We worked on many other projects together, though mostly related to 
teaching fractals. I am not a talented programmer, so most scientific
 investigations were carried out with others. I remember Henry Kaufman
 working with Benoit on statistics of very large DLA clusters, pushing
 the limits of the IBM computers he was using. Often by seeing something 
unexpected in the graphs, Benoit suggested parts of the algorithm he and
 Henry should revisit. Again, pretty scary, at least to me.

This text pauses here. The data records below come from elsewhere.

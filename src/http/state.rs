use crate::collection::MetricManager;
use std::sync::Arc;

#[derive(Clone, Debug)]
pub struct HttpServerState {
    pub name: Arc<String>,
    pub manager: Arc<MetricManager>,
}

 Benoit supported all my teaching efforts at Yale. He and I got an NSF
 grant to run summer teacher training workshops. In this we were 
helped by Nial Neger, a retired high school math teacher recruited by
 Benoit for this purpose.

Benoit and I coedited a book on fractals and 
education, wrote a paper on negative dimensions, started another paper
 on that topic, started a book, Fractal Gems, for the Mathematical
 Association of America, started a book on multifractals. Then Benoit
 got distracted by working on his memoirs, and then he died. This was
 completely numbing. I'm a cancer patient, too, and he was supposed to
 outlive me. Mandelbrot in a world without Frame makes much more sense 
than Frame in a world without Mandelbrot.



The projects we began won't be finished. I have no idea how to continue 
them without his guidance. I am helping Aliette Mandelbrot, Benoit's
 widow, and his assistant Merry Morse finish Benoit's memoirs, but beyond
 that, I don't know.



The most fun I had with Benoit happened when one of us, usually him,
 got an idea for a new direction to explore. Then I saw his mind working
 at full speed, at least as full speed as could be managed with the
 requirement of speech. We were playing. The same image keeps coming 
back to my mind. We were little kids, running through an open field 
under a blue sky, curious about every single thing we saw, anxious to 
share each surprise with the other. That never again will I answer the
 phone and hear, "Hello, Michael. This is Benoit. I was wondering ... "
is soul-crushingly sad. A treasured friend is gone. The architect of 
a scientific revolution has departed.



Still, sorrow is tempered by my memories of twenty years of these
 explorations together. Working at IBM nourished the imagination of 
this remarkable man. For that, I am profoundly grateful.

Michael Frame is a Yale University professor, who worked alongside Benoit Mandelbrot for over 20 years.

1 comment:

  1. Thanks so very much for helping Aliette Mandelbrot, and his assistant finish Benoit's memoirs. Like many people, I am much looking forward to reading them.

    And thanks for this testimony as well as for all your awesome work.